The biological action of cobalt and other metals II. The mechanism of the respiratory inhibition produced by cobalt in mammalian tissues

Abstract 1. 1. The intraperitoneal injection of 1.25 mg Co 2+ as cobalt chloride into rats caused a 25% depression in respiration of the liver within 21 h. 5 mg Co 2+ similarly injected produced this degree of respiratory inhibition within 15 min. 2. 2. When increasing amounts of cobalt were added to suspensions of isolated tissues the respiration progressively decreased, and then became essentially independent of the cobalt concentration. 3. 3. The oxidative activities of homogenates of liver and diaphragm were much more sensitive to inhibition by low concentrations of cobalt than the intact tissues; again, however, part of the respiration appeared insensitive to Co 2+ . 4. 4. Homogenates of thigh muscle showed consistent oxidation of succinate, but not of other intermediates in the tricarboxylic acid cycle.
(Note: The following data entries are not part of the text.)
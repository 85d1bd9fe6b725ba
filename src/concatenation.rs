//! Concatenation: deriving a final upload from its partial children
//!
//! A final upload never stores bytes of its own. Its length and offset are
//! derived from its children on every merge, and its content is a lazy
//! walk over the children's byte records in declared order.

use crate::error::TusError;
use crate::storage::UploadStorageService;
use crate::upload::{UploadId, UploadInfo};
use std::collections::VecDeque;
use std::io::{self, Read};
use tracing::debug;

/// Recompute the derived state of a concatenated upload from its children.
///
/// Length becomes the sum of child lengths once every child has declared
/// one. Offset becomes that same sum once every child is complete, and
/// stays 0 until then: a final upload is all-or-nothing. The derived state
/// is persisted only when the length is determinable, so a metadata-less
/// merge leaves no trace. Completed children get their expiration pushed
/// out so they cannot be reaped from under a still-pending merge.
pub fn merge(
    store: &dyn UploadStorageService,
    info: &mut UploadInfo,
) -> Result<(), TusError> {
    let owner_key = info.owner_key.clone();
    let mut children = Vec::with_capacity(info.concatenation_part_ids.len());
    for child_id in &info.concatenation_part_ids {
        let child = store
            .get_upload_info(child_id, owner_key.as_deref())?
            .ok_or_else(|| TusError::InvalidPartialUploadId(child_id.to_string()))?;
        children.push(child);
    }

    let all_have_length = children.iter().all(UploadInfo::has_length);
    let all_complete = children.iter().all(|c| !c.is_in_progress());
    let total: u64 = children.iter().filter_map(|c| c.length).sum();

    info.length = all_have_length.then_some(total);
    info.offset = if all_have_length && all_complete { total } else { 0 };

    if info.has_length() {
        store.update(info)?;
    }
    debug!(
        upload = ?info.id,
        length = ?info.length,
        complete = all_complete,
        "merged concatenated upload"
    );

    if let Some(period) = store.expiration_period() {
        for mut child in children {
            if !child.is_in_progress() {
                child.update_expiration(period);
                store.update(&child)?;
            }
        }
    }
    Ok(())
}

/// Reader over the merged content of a completed concatenated upload, or
/// `None` while any child is still in progress.
pub fn concatenated_reader<'a>(
    store: &'a dyn UploadStorageService,
    info: &UploadInfo,
) -> Result<Option<Box<dyn Read + Send + 'a>>, TusError> {
    let mut merged = info.clone();
    merge(store, &mut merged)?;
    if merged.is_in_progress() {
        return Ok(None);
    }
    Ok(Some(Box::new(PartChain {
        store,
        pending: merged.concatenation_part_ids.into_iter().collect(),
        current: None,
    })))
}

/// Walks child byte records one at a time, opening each lazily so that a
/// final upload with many parts never holds more than one file open.
struct PartChain<'a> {
    store: &'a dyn UploadStorageService,
    pending: VecDeque<UploadId>,
    current: Option<Box<dyn Read + Send>>,
}

impl Read for PartChain<'_> {
    fn read(&mut self, buf: &mut [u8]) -> io::Result<usize> {
        loop {
            if self.current.is_none() {
                let Some(id) = self.pending.pop_front() else {
                    return Ok(0);
                };
                let part = self.store.part_bytes(&id).map_err(|e| {
                    io::Error::new(io::ErrorKind::Other, format!("part {}: {}", id, e))
                })?;
                self.current = Some(part);
            }
            let reader = match self.current.as_mut() {
                Some(reader) => reader,
                None => return Ok(0),
            };
            let n = reader.read(buf)?;
            if n > 0 || buf.is_empty() {
                return Ok(n);
            }
            self.current = None;
        }
    }
}

#[cfg(test)]
mod tests {
    use super::*;
    use crate::storage::DiskStorageService;
    use crate::upload::{IdStrategy, UploadIdFactory, UploadType};
    use std::io::Cursor;
    use std::time::Duration;
    use tempfile::{tempdir, TempDir};

    fn service(dir: &TempDir, expiration: Option<Duration>) -> DiskStorageService {
        let factory = UploadIdFactory::new("/uploads", IdStrategy::Uuid).unwrap();
        DiskStorageService::new(dir.path(), factory, 0, expiration).unwrap()
    }

    fn partial(store: &DiskStorageService, content: &[u8], length: Option<u64>) -> UploadInfo {
        let mut info = UploadInfo::new();
        info.upload_type = UploadType::Partial;
        info.length = length;
        let created = store.create(info, None).unwrap();
        if content.is_empty() {
            created
        } else {
            store
                .append(&created, &mut Cursor::new(content.to_vec()))
                .unwrap()
        }
    }

    fn final_upload(store: &DiskStorageService, parts: &[&UploadInfo]) -> UploadInfo {
        let mut info = UploadInfo::new();
        info.upload_type = UploadType::Concatenated;
        let mut created = store.create(info, None).unwrap();
        created.concatenation_part_ids =
            parts.iter().map(|p| p.id.clone().unwrap()).collect();
        created
    }

    #[test]
    fn test_merge_of_complete_children() {
        let dir = tempdir().unwrap();
        let store = service(&dir, None);
        let a = partial(&store, b"hello ", Some(6));
        let b = partial(&store, b"world", Some(5));
        let mut fin = final_upload(&store, &[&a, &b]);

        merge(&store, &mut fin).unwrap();
        assert_eq!(fin.length, Some(11));
        assert_eq!(fin.offset, 11);
        assert!(!fin.is_in_progress());

        // derived state was persisted
        let reloaded = store
            .get_upload_info(fin.id.as_ref().unwrap(), None)
            .unwrap()
            .unwrap();
        assert_eq!(reloaded.offset, 11);
    }

    #[test]
    fn test_merge_with_incomplete_child_keeps_offset_zero() {
        let dir = tempdir().unwrap();
        let store = service(&dir, None);
        let a = partial(&store, b"hello ", Some(6));
        let b = partial(&store, b"wor", Some(5));
        let mut fin = final_upload(&store, &[&a, &b]);

        merge(&store, &mut fin).unwrap();
        assert_eq!(fin.length, Some(11));
        assert_eq!(fin.offset, 0);
        assert!(fin.is_in_progress());
    }

    #[test]
    fn test_merge_with_deferred_child_length_stays_unknown() {
        let dir = tempdir().unwrap();
        let store = service(&dir, None);
        let a = partial(&store, b"hello ", Some(6));
        let b = partial(&store, b"", None);
        let mut fin = final_upload(&store, &[&a, &b]);

        merge(&store, &mut fin).unwrap();
        assert_eq!(fin.length, None);
        assert_eq!(fin.offset, 0);
    }

    #[test]
    fn test_merge_rejects_missing_child() {
        let dir = tempdir().unwrap();
        let store = service(&dir, None);
        let a = partial(&store, b"hello", Some(5));
        let mut fin = final_upload(&store, &[&a]);
        fin.concatenation_part_ids.push(UploadId::new("missing"));

        let err = merge(&store, &mut fin).unwrap_err();
        assert!(matches!(err, TusError::InvalidPartialUploadId(_)));
    }

    #[test]
    fn test_merge_refreshes_expiration_of_complete_children_only() {
        let dir = tempdir().unwrap();
        let store = service(&dir, Some(Duration::from_secs(3600)));
        let mut done = partial(&store, b"hello", Some(5));
        done.expiration_timestamp = Some(chrono::Utc::now());
        store.update(&done).unwrap();
        let mut pending = partial(&store, b"wo", Some(5));
        pending.expiration_timestamp = Some(chrono::Utc::now());
        store.update(&pending).unwrap();
        let mut fin = final_upload(&store, &[&done, &pending]);

        merge(&store, &mut fin).unwrap();

        let done_after = store
            .get_upload_info(done.id.as_ref().unwrap(), None)
            .unwrap()
            .unwrap();
        let pending_after = store
            .get_upload_info(pending.id.as_ref().unwrap(), None)
            .unwrap()
            .unwrap();
        assert!(done_after.expiration_timestamp > done.expiration_timestamp);
        assert_eq!(pending_after.expiration_timestamp, pending.expiration_timestamp);
    }

    #[test]
    fn test_reader_chains_parts_in_order() {
        let dir = tempdir().unwrap();
        let store = service(&dir, None);
        let a = partial(&store, b"hello ", Some(6));
        let b = partial(&store, b"world", Some(5));
        let fin = final_upload(&store, &[&a, &b]);

        let mut out = Vec::new();
        concatenated_reader(&store, &fin)
            .unwrap()
            .unwrap()
            .read_to_end(&mut out)
            .unwrap();
        assert_eq!(out, b"hello world");
    }

    #[test]
    fn test_reader_unavailable_while_in_progress() {
        let dir = tempdir().unwrap();
        let store = service(&dir, None);
        let a = partial(&store, b"hel", Some(6));
        let fin = final_upload(&store, &[&a]);

        assert!(concatenated_reader(&store, &fin).unwrap().is_none());
    }
}
//! Transport-facing request trait and the engine-side request wrapper

use crate::checksum::ChecksumAlgorithm;
use crate::chunked::{ChunkedReader, TrailerMap};
use crate::http::header;
use base64::{engine::general_purpose::STANDARD, Engine as _};
use digest::DynDigest;
use parking_lot::Mutex;
use std::collections::HashMap;
use std::io::{self, Read};
use std::sync::atomic::{AtomicU64, Ordering};
use std::sync::Arc;

/// Minimal request surface a transport adapter must provide.
///
/// `take_body` hands ownership of the raw byte stream to the engine;
/// it is called at most once per request.
pub trait HttpRequest: Send {
    fn method_name(&self) -> &str;
    fn request_uri(&self) -> &str;
    fn header(&self, name: &str) -> Option<String>;
    fn take_body(&mut self) -> Box<dyn Read + Send>;
}

type SharedDigester = Arc<Mutex<Box<dyn DynDigest + Send>>>;

/// Counts the bytes that flow through it. The counter is shared so the
/// service can read it after the storage layer has consumed the stream.
struct CountingReader<R> {
    inner: R,
    counter: Arc<AtomicU64>,
}

impl<R: Read> Read for CountingReader<R> {
    fn read(&mut self, buf: &mut [u8]) -> io::Result<usize> {
        let n = self.inner.read(buf)?;
        self.counter.fetch_add(n as u64, Ordering::Relaxed);
        Ok(n)
    }
}

/// Feeds every byte it passes on into a streaming digester.
struct DigestReader<R> {
    inner: R,
    digester: SharedDigester,
}

impl<R: Read> Read for DigestReader<R> {
    fn read(&mut self, buf: &mut [u8]) -> io::Result<usize> {
        let n = self.inner.read(buf)?;
        if n > 0 {
            self.digester.lock().update(&buf[..n]);
        }
        Ok(n)
    }
}

/// Engine-side view of one request.
///
/// Construction assembles the body pipeline once: chunked decoding with
/// trailer capture when the transfer encoding asks for it, a byte counter,
/// and incremental digest layers. When the checksum algorithm is named up
/// front only that digest is computed; a chunked body may carry the
/// `Upload-Checksum` header as a trailer that is only known after the last
/// byte, so in that case all supported digests are computed speculatively.
pub struct TusRequest<'a> {
    raw: &'a mut dyn HttpRequest,
    content: Box<dyn Read + Send>,
    bytes_read: Arc<AtomicU64>,
    trailers: TrailerMap,
    digesters: Vec<(ChecksumAlgorithm, SharedDigester)>,
    chunked: bool,
}

impl<'a> TusRequest<'a> {
    pub fn new(raw: &'a mut dyn HttpRequest, chunked_decoding: bool) -> Self {
        let chunked = raw
            .header(header::TRANSFER_ENCODING)
            .map(|v| v.to_ascii_lowercase().contains("chunked"))
            .unwrap_or(false);
        let trailers: TrailerMap = Arc::new(Mutex::new(HashMap::new()));
        let bytes_read = Arc::new(AtomicU64::new(0));

        let mut reader: Box<dyn Read + Send> = raw.take_body();
        if chunked && chunked_decoding {
            reader = Box::new(ChunkedReader::new(reader, Arc::clone(&trailers)));
        }
        reader = Box::new(CountingReader {
            inner: reader,
            counter: Arc::clone(&bytes_read),
        });

        let algorithms: Vec<ChecksumAlgorithm> = if chunked {
            ChecksumAlgorithm::ALL.to_vec()
        } else {
            raw.header(header::UPLOAD_CHECKSUM)
                .as_deref()
                .and_then(ChecksumAlgorithm::from_checksum_header)
                .into_iter()
                .collect()
        };

        let mut digesters = Vec::with_capacity(algorithms.len());
        for algorithm in algorithms {
            let digester: SharedDigester = Arc::new(Mutex::new(algorithm.digester()));
            reader = Box::new(DigestReader {
                inner: reader,
                digester: Arc::clone(&digester),
            });
            digesters.push((algorithm, digester));
        }

        TusRequest {
            raw,
            content: reader,
            bytes_read,
            trailers,
            digesters,
            chunked,
        }
    }

    pub fn request_uri(&self) -> &str {
        self.raw.request_uri()
    }

    /// Header lookup that sees trailers once the body has been drained.
    pub fn header(&self, name: &str) -> Option<String> {
        match self.raw.header(name) {
            Some(value) if !value.trim().is_empty() => Some(value),
            _ => self.trailers.lock().get(&name.to_ascii_lowercase()).cloned(),
        }
    }

    /// The decoded body stream. Reading it advances the byte counter and
    /// the digest layers.
    pub fn body_mut(&mut self) -> &mut (dyn Read + Send) {
        &mut *self.content
    }

    /// Bytes of decoded content consumed so far.
    pub fn bytes_read(&self) -> u64 {
        self.bytes_read.load(Ordering::Relaxed)
    }

    pub fn is_chunked(&self) -> bool {
        self.chunked
    }

    /// Whether any digest was computed over the body.
    pub fn has_calculated_checksum(&self) -> bool {
        !self.digesters.is_empty()
    }

    /// Base64 digest of the consumed body for one algorithm, if that
    /// algorithm was part of the pipeline.
    pub fn calculated_checksum(&self, algorithm: ChecksumAlgorithm) -> Option<String> {
        self.digesters
            .iter()
            .find(|(a, _)| *a == algorithm)
            .map(|(_, digester)| STANDARD.encode(digester.lock().finalize_reset()))
    }
}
The rates of oxidation of keto acids declined rapidly; this could be prevented by the addition of DPN or cobalt chloride to the medium, although cobalt also caused an initial inhibition of such oxidations. 5. 5. Cobalt caused by a very slight inhibition of glycolysis by liver homogenates, and an initial stimulation of glycolysis by muscle homogenates. 6. 6. Of the oxidations of tricarboxylic acid-cycle intermediates by rat-liver mitochondria, those of keto acids were most inhibited by cobalt. In addition, the accumulation of keto acids in suspensions of mitochondria with citrate as substrate was increased by the addition of 5 μg Co 2+ /ml. 7. 7. Mitochondria of thigh muscle showed very low rates of oxidation of malate, fumarate and citrate. Keto acids were oxidized effectively; the oxidation of these substrates was readily inhibited by Co 2+ . 8. 8. In the presence of concentrations of cobalt and arsenite that gave the same degree of respiratory inhibition, the rates of accumulation of keto acids from the metabolism of malate by mitochondria were similar. 9. 9. The presence of a metabolizable substrate increased the uptake of isotopically labelled cobalt by liver mitochondria by at least 14%; the cobalt taken up under these conditions was removed less readily. 10. 10. It is suggested that the action of cobalt, like that of arsenite, is due to complex formation between the ion and the dithiol form of lipoic acid, a coenzyme of keto acid dehydrogenation.